J’ai commencé de la sorte ce billet pour faire référence au « Palmarès des avocats les plus puissants de France » établi, pour sa troisième édition, par le magazine GQ. Pour montrer aussi à quel point ce type de classement est absurde, repose sur des bases peu fiables, aboutit à des aberrations et pourrait, par dérision, être utilement remplacé par d’autres compétitions plus ineptes les unes que les autres : l’avocat le plus séduisant, le plus bavard, le plus urbain, le plus désagréable, le plus surfait, etc. On n’en finirait pas !

Quitte à tenter un « palmarès », on aurait au moins pu espérer un choix pertinent de critères, susceptibles, au moins dans un premier temps, de faciliter le partage entre excellents et passables, exceptionnels et supportables, les singularités fortes et les tempéraments classiques.

Au nombre de cinq, j’admets que deux d’entre eux (éloquence et technique) ont à voir avec la valeur de l’avocat mais les autres (pouvoir, puissance médiatique et ego) constituent une base étrange pour une évaluation sauf à soutenir, ce qui serait incohérent, que la puissance serait forcément un état distinct de la qualité et qu’il pourrait se trouver des conseils partiellement puissants et modérément compétents. Le mélange de données narcissiques et médiatiques avec une approche plus objective biaise déjà le classement.

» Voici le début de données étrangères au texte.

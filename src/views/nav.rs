use serde::Serialize;

use crate::db::entities::creator::CreatorId;

/// The five addressable pages.
#[derive(Clone, Copy, Debug, PartialEq, Eq)]
pub enum Route {
    Dashboard,
    List,
    Add,
    Detail(CreatorId),
    Edit(CreatorId),
}

impl Route {
    pub fn path(&self) -> String {
        match self {
            Route::Dashboard => "/".to_string(),
            Route::List => "/show-creators".to_string(),
            Route::Add => "/add-creator".to_string(),
            Route::Detail(id) => format!("/view-creator/{id}"),
            Route::Edit(id) => format!("/edit-creator/{id}"),
        }
    }

    /// Inverse of [`Route::path`]. A trailing slash is tolerated.
    pub fn parse(path: &str) -> Option<Route> {
        let trimmed = path.trim_end_matches('/');
        if trimmed.is_empty() {
            return Some(Route::Dashboard);
        }
        let mut segments = trimmed.trim_start_matches('/').split('/');
        let route = match (segments.next(), segments.next()) {
            (Some("show-creators"), None) => Route::List,
            (Some("add-creator"), None) => Route::Add,
            (Some("view-creator"), Some(id)) => Route::Detail(parse_id(id)?),
            (Some("edit-creator"), Some(id)) => Route::Edit(parse_id(id)?),
            _ => return None,
        };
        match segments.next() {
            None => Some(route),
            Some(_) => None,
        }
    }
}

/// Parses a path segment into an id; anything malformed matches no record.
pub fn parse_id(raw: &str) -> Option<CreatorId> {
    raw.trim().parse().ok()
}

/// Highlighting rule for the top bar: home only on an exact match, other
/// entries whenever the current path lives underneath them.
pub fn is_active(current_path: &str, target: &str) -> bool {
    if target == "/" {
        current_path == "/"
    } else {
        current_path.starts_with(target)
    }
}

#[derive(Debug, Serialize)]
pub struct NavLink {
    pub label: &'static str,
    pub href: String,
    pub active: bool,
}

pub fn nav_links(current_path: &str) -> Vec<NavLink> {
    [
        ("Home", Route::Dashboard),
        ("All Creators", Route::List),
        ("Add Creator", Route::Add),
    ]
    .into_iter()
    .map(|(label, route)| {
        let href = route.path();
        NavLink {
            label,
            active: is_active(current_path, &href),
            href,
        }
    })
    .collect()
}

Rien n’interdisait aux auteurs de cette évaluation largement fondée sur le qu’en dira-t-on, le « bouche à oreille », la complaisance réciproque de certains médias et de certains avocats, la rumeur judiciaire et le clientélisme de pousser plus loin leur analyse et d’ajouter l’intégrité intellectuelle et morale, l’éthique professionnelle à leurs modalités de sélection. Comble de la sophistication, ils n'auraient pas été, à mon sens, hors sujet, en s'interrogeant sur le dénominateur commun à l'avocat remarquable au prétoire comme dans la vie civile : une excellence dans la pratique mais aussi une aptitude à théoriser et à penser à partir d'elle et sur elle.

Aussi, à cause de ces lacunes, ce sont peut-être des avocats puissants qu’ils ont distingués mais incomplets et nous laissant sur notre faim d’estime, voire d’admiration.

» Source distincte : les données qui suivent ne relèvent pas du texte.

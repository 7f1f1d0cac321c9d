use async_trait::async_trait;
use chrono::{DateTime, Duration, Utc};
use tokio::sync::RwLock;

use super::{CreatorStore, StoreError};
use crate::db::entities::creator::{CreatorId, Draft, Model};

/// In-process `creators` table used by tests and the `--in-memory` mode.
///
/// Ids are sequential from 1 and `created_at` is strictly increasing, so
/// insertion order and timestamp order always agree.
#[derive(Debug, Default)]
pub struct MemoryStore {
    table: RwLock<Table>,
}

#[derive(Debug, Default)]
struct Table {
    // Kept in insertion order.
    rows: Vec<Model>,
    last_id: CreatorId,
    last_created_at: Option<DateTime<Utc>>,
}

impl Table {
    fn next_timestamp(&mut self) -> DateTime<Utc> {
        let now = Utc::now();
        let ts = match self.last_created_at {
            Some(last) if now <= last => last + Duration::microseconds(1),
            _ => now,
        };
        self.last_created_at = Some(ts);
        ts
    }
}

impl MemoryStore {
    pub fn new() -> Self {
        Self::default()
    }
}

#[async_trait]
impl CreatorStore for MemoryStore {
    async fn list_all(&self) -> Result<Vec<Model>, StoreError> {
        let table = self.table.read().await;
        Ok(table.rows.iter().rev().cloned().collect())
    }

    async fn list_recent(&self, limit: usize) -> Result<Vec<Model>, StoreError> {
        let table = self.table.read().await;
        Ok(table.rows.iter().rev().take(limit).cloned().collect())
    }

    async fn count(&self) -> Result<u64, StoreError> {
        Ok(self.table.read().await.rows.len() as u64)
    }

    async fn get_by_id(&self, id: CreatorId) -> Result<Model, StoreError> {
        let table = self.table.read().await;
        table
            .rows
            .iter()
            .find(|row| row.id == id)
            .cloned()
            .ok_or_else(|| StoreError::NotFound(format!("Creator with id {id} not found")))
    }

    async fn insert(&self, draft: &Draft) -> Result<Model, StoreError> {
        let mut table = self.table.write().await;
        table.last_id += 1;
        let created_at = table.next_timestamp();
        let model = Model {
            id: table.last_id,
            name: draft.name.clone(),
            url: draft.url.clone(),
            description: draft.description.clone(),
            image_url: draft.image_url.clone(),
            created_at,
        };
        table.rows.push(model.clone());
        Ok(model)
    }

    async fn update_by_id(&self, id: CreatorId, draft: &Draft) -> Result<(), StoreError> {
        let mut table = self.table.write().await;
        let row = table
            .rows
            .iter_mut()
            .find(|row| row.id == id)
            .ok_or_else(|| StoreError::NotFound(format!("Creator with id {id} not found")))?;
        row.name = draft.name.clone();
        row.url = draft.url.clone();
        row.description = draft.description.clone();
        row.image_url = draft.image_url.clone();
        Ok(())
    }

    async fn delete_by_id(&self, id: CreatorId) -> Result<(), StoreError> {
        self.table.write().await.rows.retain(|row| row.id != id);
        Ok(())
    }
}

Je n’ai pas l’intention de m’appesantir sur les incongruités de ce palmarès mais un petit exemple nous en fera percevoir l’anomalie : qui, connaissant le barreau, la parole et le monde judiciaire, aurait l’idée saugrenue d’imposer à François Saint-Pierre une 24ème place et de le faire précéder par Jérémie Assous qui pour être fringant me paraît à mille lieues du « Lyonnais » comme on le qualifie.

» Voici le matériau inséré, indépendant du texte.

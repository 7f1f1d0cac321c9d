//! Read-only pages. Each one performs its own store read when it is shown
//! and keeps no state once rendered.

pub mod dashboard;
pub mod detail;
pub mod list;
pub mod nav;

pub use dashboard::DashboardView;
pub use detail::{DetailView, MissingReason};
pub use list::{ListState, ListView};
pub use nav::Route;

Cette invraisemblance est aggravée par le fait que, disposant de ce palmarès, nous apprenons que d’autres y ont été ou y reviendront, tout dépendant de la nature des affaires qu’ils auront à plaider. Pour peu qu’elles entraînent ou non un retentissement médiatique, de remarquables avocats seront exclus dans le second cas et des insuffisants couronnés dans le premier.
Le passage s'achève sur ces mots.